Figure. Overall and disease-free survival (DFS) of patients who underwent cytoreduction plus hyperthermic intraperitoneal chemotherapy for peritoneal carcinomatosis arising from colorectal cancer.
Turrini O, Lambaudie E, Faucher M, Viret F, Blache JL, Houvenaeghel, MD G, Delpero JR. Initial Experience With Hyperthermic Intraperitoneal Chemotherapy. Arch Surg. 2012;147(10):919-923. doi:10.1001/archsurg.2012.988
Author Affiliations: Departments of Surgical Oncology (Drs Turrini, Lambaudie, Viret, Houvenaeghel, and Delpero) and Intensive Care (Drs Faucher and Blache), Institut Paoli-Calmettes and Université de la Méditerranée, Marseille, France.

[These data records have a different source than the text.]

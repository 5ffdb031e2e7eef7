use crate::model::{ActivityStatus, Character, ResetCadence};
use time::format_description::well_known::Rfc3339;
use time::macros::time;
use time::{Duration, OffsetDateTime, Weekday};
use tracing::{debug, warn};

/// Most recent reset boundary at or before `now`.
///
/// Daily resets happen at 08:00 UTC; weekly resets at 08:00 UTC on Wednesday.
pub fn last_boundary(cadence: ResetCadence, now: OffsetDateTime) -> OffsetDateTime {
    let now = now.to_offset(time::UtcOffset::UTC);
    let mut boundary = now.replace_time(time!(08:00));

    match cadence {
        ResetCadence::Daily => {
            if now < boundary {
                boundary -= Duration::days(1);
            }
        }
        ResetCadence::Weekly => {
            let since_wed = (now.weekday().number_days_from_monday() as i64
                - Weekday::Wednesday.number_days_from_monday() as i64)
                .rem_euclid(7);
            boundary -= Duration::days(since_wed);
            if now < boundary {
                boundary -= Duration::days(7);
            }
        }
    }
    boundary
}

/// Make activities available again when a boundary passed since the last check.
/// Returns true when anything changed.
pub fn apply_resets(character: &mut Character, now: OffsetDateTime) -> bool {
    // Unknown or unparseable timestamps count as "checked now".
    let last_check = character
        .last_reset_check
        .as_deref()
        .and_then(|s| OffsetDateTime::parse(s, &Rfc3339).ok())
        .unwrap_or(now);

    let daily = last_boundary(ResetCadence::Daily, now);
    let weekly = last_boundary(ResetCadence::Weekly, now);

    let mut modified = false;
    for activity in character.activities.values_mut() {
        let boundary = match activity.reset {
            ResetCadence::Daily => daily,
            ResetCadence::Weekly => weekly,
        };
        if last_check < boundary {
            activity.status = ActivityStatus::Available;
            modified = true;
        }
    }

    if modified || character.last_reset_check.is_none() {
        if let Some(stamp) = format_timestamp(now) {
            character.last_reset_check = Some(stamp);
        }
    }
    if modified {
        debug!(name = %character.name, "resets applied");
    }
    modified
}

/// RFC 3339 text for `t`, or `None` (logged) when `t` has no RFC 3339 form.
pub fn format_timestamp(t: OffsetDateTime) -> Option<String> {
    match t.format(&Rfc3339) {
        Ok(s) => Some(s),
        Err(e) => {
            warn!(%t, "reset timestamp not representable: {e}");
            None
        }
    }
}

Background Until 2004, we treated peritoneal carcinomatosis with cytoreductive surgery accompanied by perioperative systemic chemotherapy. From October 2004, we decided to initiate a hyperthermic intraperitoneal chemotherapy (HIPEC) program for this condition.
Objective To determine the effect of HIPEC on postoperative outcomes at a single institution performing a high volume of cancer operations.
Method Sixty consecutive patients underwent cytoreductive surgery plus HIPEC (oxaliplatin; 460 mg/m2 in 2 L/m2) from October 1, 2004, through December 31, 2010. Usual perioperative factors were studied for 3 groups of patients who underwent HIPEC: 0 to 20 HIPEC procedures (period 1), 21 to 40 HIPEC procedures (period 2), and 41 to 60 HIPEC procedures (period 3).
Results The mean peritoneal carcinomatosis index was 9.6, the mean duration of surgery was 410.7 minutes, and the mean blood loss was 450.2 mL/L. Mortality and morbidity were 0% and 33%, respectively. Grade III/IV morbidity (P = .02), transfusion (P < .01), and reintervention rate (P = .04) significantly decreased during the 3 periods. No difference was seen between the 3 periods with regard to mean peritoneal carcinomatosis index, operative duration, blood loss, mortality, overall morbidity, length of hospital stay, and readmission. The overall 1-, 3-, and 5-year survival rates of 26 patients with peritoneal carcinomatosis originating from colorectal cancer were 100%, 51%, and 37%, respectively. The overall median survival was 39 months.
Conclusions We observed a significant reduction of grade III/IV morbidity, perioperative transfusion, and reintervention rate after 20 procedures. The introduction of the HIPEC program was successful because of the surgical team's prior experience in cytoreductive and cancer operations.
Peritoneal carcinomatosis (PC) originating from digestive or ovarian malignant tumors is ideally treated by cytoreduction and hyperthermic intraperitoneal chemotherapy (HIPEC). Several studies1- 11 have demonstrated that this is an effective and safe technique that has been used in numerous cancer centers. However, HIPEC is a complex procedure with directly related morbidity and mortality.12 Thus, many institutions are hesitant to initiate the HIPEC program because of the need of specific instrumentation,13 such as a heating circuit that requires a specific pump and close monitoring of intra-abdominal temperatures, and the likelihood of a poor postoperative course.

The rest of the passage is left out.